Materials and Methods: In this experiment, we studied genetic and morphological diversity of 39 mango genotypes collected from Minab and Rudan counties (Hormozgan province) using ISSR markers and morphological attributes. Morphological characteristics were assessed using IBPGR descriptor. DNA extraction was done using modified CTAB method. Similarity coefficient of ISSR markers was calculated by Jaccard’s procedure. Polymorphism information content (PIC) was calculated using PIC=2fi(1-fi) formula, where fi was frequency of the amplified bands and 1-fi was frequency of the null bands. In order to analyze morphological data SAS 9.1 software was used and the means were compared using LSD test. In addition, it was prepared a 0 and 1 matrix from morphological data and dendrogram of morphological attributes was designed using Jaccard’s similarity coefficient.
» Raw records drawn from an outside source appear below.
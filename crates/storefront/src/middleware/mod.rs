//! HTTP middleware for the storefront.

mod session;

pub use session::{SESSION_COOKIE_NAME, create_session_layer};
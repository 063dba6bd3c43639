//! Task model: priorities, the typed work seam, and terminal results.

use std::fmt;
use std::future::Future;
use std::sync::Arc;
use std::time::Duration;

use async_trait::async_trait;
use serde::{Deserialize, Serialize};

use super::error::TaskError;

/// Priority used for queue ordering. Variants are declared in ascending
/// order so the derived `Ord` ranks `Critical` highest.
#[derive(
    Debug, Clone, Copy, PartialEq, Eq, PartialOrd, Ord, Hash, Default, Serialize, Deserialize,
)]
#[serde(rename_all = "snake_case")]
pub enum Priority {
    /// Background work, drained last.
    Low,
    /// Default priority for submitted work.
    #[default]
    Normal,
    /// Drained ahead of normal and low work.
    High,
    /// Drained ahead of everything else. A steady stream of critical
    /// tasks can starve lower priorities; callers needing fairness must
    /// manage it externally.
    Critical,
}

/// A unit of schedulable work producing a `T`.
///
/// The scheduler may invoke `run` more than once on the same value when
/// retrying, so implementations must be callable repeatedly.
#[async_trait]
pub trait TaskWork<T>: Send + Sync + 'static {
    /// Execute one attempt of the work.
    async fn run(&self) -> Result<T, anyhow::Error>;
}

/// Adapter turning an async closure into a [`TaskWork`] trait object.
pub struct FnWork<F> {
    f: F,
}

impl<F> FnWork<F> {
    /// Wrap a closure returning a future of `Result<T>`.
    pub fn new(f: F) -> Self {
        Self { f }
    }
}

#[async_trait]
impl<T, F, Fut> TaskWork<T> for FnWork<F>
where
    T: Send + 'static,
    F: Fn() -> Fut + Send + Sync + 'static,
    Fut: Future<Output = Result<T, anyhow::Error>> + Send,
{
    async fn run(&self) -> Result<T, anyhow::Error> {
        (self.f)().await
    }
}

/// A schedulable task. Immutable once enqueued; the scheduler tracks the
/// retry counter alongside it rather than mutating the record.
pub struct Task<T> {
    /// Unique identifier, caller-supplied or uuid-generated.
    pub id: String,
    /// Queue ordering priority.
    pub priority: Priority,
    /// Per-task timeout; `None` uses the scheduler default.
    pub timeout: Option<Duration>,
    /// Per-task retry ceiling; `None` uses the scheduler default.
    pub max_retries: Option<u32>,
    /// Opaque caller context carried through to logs.
    pub metadata: Option<serde_json::Value>,
    pub(crate) work: Arc<dyn TaskWork<T>>,
}

impl<T> Task<T> {
    /// Create a task around an existing work trait object with a generated
    /// id and default priority/timeout/retries.
    pub fn new(work: Arc<dyn TaskWork<T>>) -> Self {
        Self {
            id: uuid::Uuid::new_v4().to_string(),
            priority: Priority::default(),
            timeout: None,
            max_retries: None,
            metadata: None,
            work,
        }
    }

    /// Create a task from an async closure.
    pub fn from_fn<F, Fut>(f: F) -> Self
    where
        T: Send + 'static,
        F: Fn() -> Fut + Send + Sync + 'static,
        Fut: Future<Output = Result<T, anyhow::Error>> + Send,
    {
        Self::new(Arc::new(FnWork::new(f)))
    }

    /// Override the generated id.
    #[must_use]
    pub fn with_id(mut self, id: impl Into<String>) -> Self {
        self.id = id.into();
        self
    }

    /// Set the queue priority.
    #[must_use]
    pub fn with_priority(mut self, priority: Priority) -> Self {
        self.priority = priority;
        self
    }

    /// Set a per-task timeout.
    #[must_use]
    pub fn with_timeout(mut self, timeout: Duration) -> Self {
        self.timeout = Some(timeout);
        self
    }

    /// Set a per-task retry ceiling.
    #[must_use]
    pub fn with_max_retries(mut self, max_retries: u32) -> Self {
        self.max_retries = Some(max_retries);
        self
    }

    /// Attach opaque metadata.
    #[must_use]
    pub fn with_metadata(mut self, metadata: serde_json::Value) -> Self {
        self.metadata = Some(metadata);
        self
    }
}

impl<T> fmt::Debug for Task<T> {
    fn fmt(&self, f: &mut fmt::Formatter<'_>) -> fmt::Result {
        f.debug_struct("Task")
            .field("id", &self.id)
            .field("priority", &self.priority)
            .field("timeout", &self.timeout)
            .field("max_retries", &self.max_retries)
            .finish_non_exhaustive()
    }
}

/// Lifecycle states of a task, used for transition logging.
///
/// `Queued` and `Retrying` re-enter `Running`; `Succeeded`, `Failed`, and
/// `Cancelled` are terminal.
#[derive(Debug, Clone, Copy, PartialEq, Eq)]
pub enum TaskState {
    /// Waiting in the priority queue.
    Queued,
    /// Holding a permit and executing an attempt.
    Running,
    /// Last attempt failed; waiting out the backoff delay.
    Retrying,
    /// Terminal: the work returned a value.
    Succeeded,
    /// Terminal: retries exhausted (failure or timeout).
    Failed,
    /// Terminal: dropped from the queue by `cancel_all`.
    Cancelled,
}

/// Terminal outcome of a task. Produced exactly once per submission.
#[derive(Debug)]
pub struct TaskResult<T> {
    /// Id of the originating task.
    pub id: String,
    /// The produced value on success.
    pub value: Option<T>,
    /// The final error on failure, timeout, or cancellation.
    pub error: Option<TaskError>,
    /// Time spent executing attempts, excluding queue wait and backoff.
    pub duration: Duration,
    /// Number of retries performed (0 for a first-attempt outcome).
    pub retry_count: u32,
}

impl<T> TaskResult<T> {
    /// Whether the task reached `Succeeded`.
    pub fn is_success(&self) -> bool {
        self.error.is_none()
    }

    pub(crate) fn cancelled(id: String) -> Self {
        Self {
            id,
            value: None,
            error: Some(TaskError::Cancelled),
            duration: Duration::ZERO,
            retry_count: 0,
        }
    }
}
Results and Discussion: The dendrogram inferred from morphological characters grouped all genotypes in eight main clades in which similarity of the dendrogram ranged from 0.12 to 0.83 with mean value of 0.54. The least similarity was observed between Almehtari and Charak, and the most similarity was observed among Moshk, AnaMG, Noghal and HalMG. Analysis of 21 morphological parameters in the studied genotypes demonstrated being of significant differences among these genotypes in terms of morphological attributes (except flower density and inflorescence shape). The ISSR primers produced totally 145 scorable bands that the highest and lowest polymorphism band were observed in MI808 (20 bands) and MI827 (6 bands) primers, respectively. Average of PIC was 0.450. The similarity for ISSR markers ranged from 0.31 to 0.90, in which the least similarity was observed between Majlesi and Charak. However, the highest similarity was observed between Gilasi and KalanMB genotypes. It was observed the differences among same genotypes grown in the various regions. In Rudan region in due to better quality of irrigation water as well as sufficient and proper availability to irrigation water, growth conditions for mango trees is better than Minab region. These differences between Rudan and Minab regions in viewpoint of growth conditions can be reason of morphological diversity among mango similar genotypes in both regions, which it has been caused to incompatibility of morphological and molecular markers. For this reason, the genotypes that are genetically similar to each other may have different morphological differences and/or two homonymous genotypes in two regions have significant genetic differences. For example, Clanfar Baziari genotype, which had high genetic similarity (0.90) with Gilasi genotype, had morphological similarity coefficient equal 0.37 together. However Gilasi genotype collected from Ahmadabad Minab had same ecological similarity with Baziari region. In other instant, genetic similarity coefficient of AnaMG genotype was 0.85 with ShozMD, while in these genotypes had 38% morphological similarity. Correlation coefficient between similarity matrix of ISSR and morphological markers was 0.336 and not significant.
Conclusion: It seems that the observed high diversity among morphological attributes is intrinsically and stemming from mango propagation procedure in which mango genotypes highly diverged due to seed propagation. The high genetic diversity showed by morphological attributes was also corroborated by ISSR markers, indicating low environmentally influence-ability of the attributes.